J’ai fait un rêve étrange et probablement pénétrant, cette nuit. J’ai rêvé que la société dans laquelle je travaille venait de déposer son bilan de façon brutale et qu’il n’y avait aucun recours pour nous, les salariés. Et que nous allions même devoir retrousser nos manches pour permettre à nos créanciers d’être payés. Pour ça, moi, personnellement, j’ai ouvert un vide-bureau sur le parking et j’ai tenté de vendre tout ce que je pouvais : trombones, agrafes, Post-It, stylos et même les confettis de ma perforatrice. Mais ça ne rendait pas heureux, de faire ces ventes. Qu’allais-je devenir pour les un peu plus de trois ans (ou les à peine quatre ans) qui me restent à faire ?

Je ne voulais pas non plus que Marine Le Pen vienne faire son numéro d’otarie savante (pardon pour les otaries, elles ne méritent pas une telle comparaison, je sais mais tant pis on n’a qu’à dire que c’est de l’humour) dressée pour faire des selfies avec les crédules qui lui font confiance quand elle leur promet que s’il le faut, elle nationalisera notre entreprise en faillite pour la redresser.
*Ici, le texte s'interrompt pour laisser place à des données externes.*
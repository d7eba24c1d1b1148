/*
 * // Copyright (c) Radzivon Bartoshyk 10/2026. All rights reserved.
 * //
 * // Redistribution and use in source and binary forms, with or without modification,
 * // are permitted provided that the following conditions are met:
 * //
 * // 1.  Redistributions of source code must retain the above copyright notice, this
 * // list of conditions and the following disclaimer.
 * //
 * // 2.  Redistributions in binary form must reproduce the above copyright notice,
 * // this list of conditions and the following disclaimer in the documentation
 * // and/or other materials provided with the distribution.
 * //
 * // 3.  Neither the name of the copyright holder nor the names of its
 * // contributors may be used to endorse or promote products derived from
 * // this software without specific prior written permission.
 * //
 * // THIS SOFTWARE IS PROVIDED BY THE COPYRIGHT HOLDERS AND CONTRIBUTORS "AS IS"
 * // AND ANY EXPRESS OR IMPLIED WARRANTIES, INCLUDING, BUT NOT LIMITED TO, THE
 * // IMPLIED WARRANTIES OF MERCHANTABILITY AND FITNESS FOR A PARTICULAR PURPOSE ARE
 * // DISCLAIMED. IN NO EVENT SHALL THE COPYRIGHT HOLDER OR CONTRIBUTORS BE LIABLE
 * // FOR ANY DIRECT, INDIRECT, INCIDENTAL, SPECIAL, EXEMPLARY, OR CONSEQUENTIAL
 * // DAMAGES (INCLUDING, BUT NOT LIMITED TO, PROCUREMENT OF SUBSTITUTE GOODS OR
 * // SERVICES; LOSS OF USE, DATA, OR PROFITS; OR BUSINESS INTERRUPTION) HOWEVER
 * // CAUSED AND ON ANY THEORY OF LIABILITY, WHETHER IN CONTRACT, STRICT LIABILITY,
 * // OR TORT (INCLUDING NEGLIGENCE OR OTHERWISE) ARISING IN ANY WAY OUT OF THE USE
 * // OF THIS SOFTWARE, EVEN IF ADVISED OF THE POSSIBILITY OF SUCH DAMAGE.
 */
/// floor(log2) through the leading zero count.
///
/// Lowers to `LZCNT`/`BSR` on x86 and `CLZ` on aarch64.
///
/// Returns `-1` for `x == 0`.
#[inline(always)]
pub const fn ilog2_lzcnt(x: u64) -> i64 {
    63 - x.leading_zeros() as i64
}

#[cfg(test)]
mod tests {
    use super::*;
    use crate::ilog2_ref;

    #[test]
    fn test_lzcnt_known_values() {
        assert_eq!(ilog2_lzcnt(1), 0);
        assert_eq!(ilog2_lzcnt(2), 1);
        assert_eq!(ilog2_lzcnt(u64::MAX), 63);
        assert_eq!(ilog2_lzcnt(0), -1);
    }

    #[test]
    fn test_lzcnt_powers() {
        for i in 0..64u32 {
            let x = 1u64 << i;
            assert_eq!(ilog2_lzcnt(x), i as i64);
            assert_eq!(ilog2_lzcnt(x | (x - 1)), i as i64);
            assert_eq!(ilog2_lzcnt(x), ilog2_ref(x));
        }
    }
}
Quand je vous dis que c’était un rêve étrange et pénétrant, vous pouvez me croire. J’étais vachement mal à l’aise. Ça me rendait très malheureux, toute cette histoire-là. Mais heureusement, je me suis réveillé à temps pour comprendre que ce n’était qu’un cauchemar.

Je me suis un peu rendormi et là, j’ai fait super gaffe à ne pas retomber dans un inconscient qui me ferait vivre des choses désagréables. Je suis resté sur le qui-vive jusqu’à ce que le réveil sonne l’heure de sortir du lit. Et là, je me suis imaginé lundi prochain, après une soirée électorale très confuse où les deux finalistes sont au coude à coude et je suis allé me coucher sans connaître les résultats que j’apprends dès que je me lève et là, j’apprends la terrible nouvelle qui va bouleverser le monde dans le mauvais sens du terme. Elle a gagné. Pardon d’insister mais c’est vraiment un rêve étrange et très pénétrant. D’ailleurs, j’en ai mal à la tête et j’en ai même mal au cul.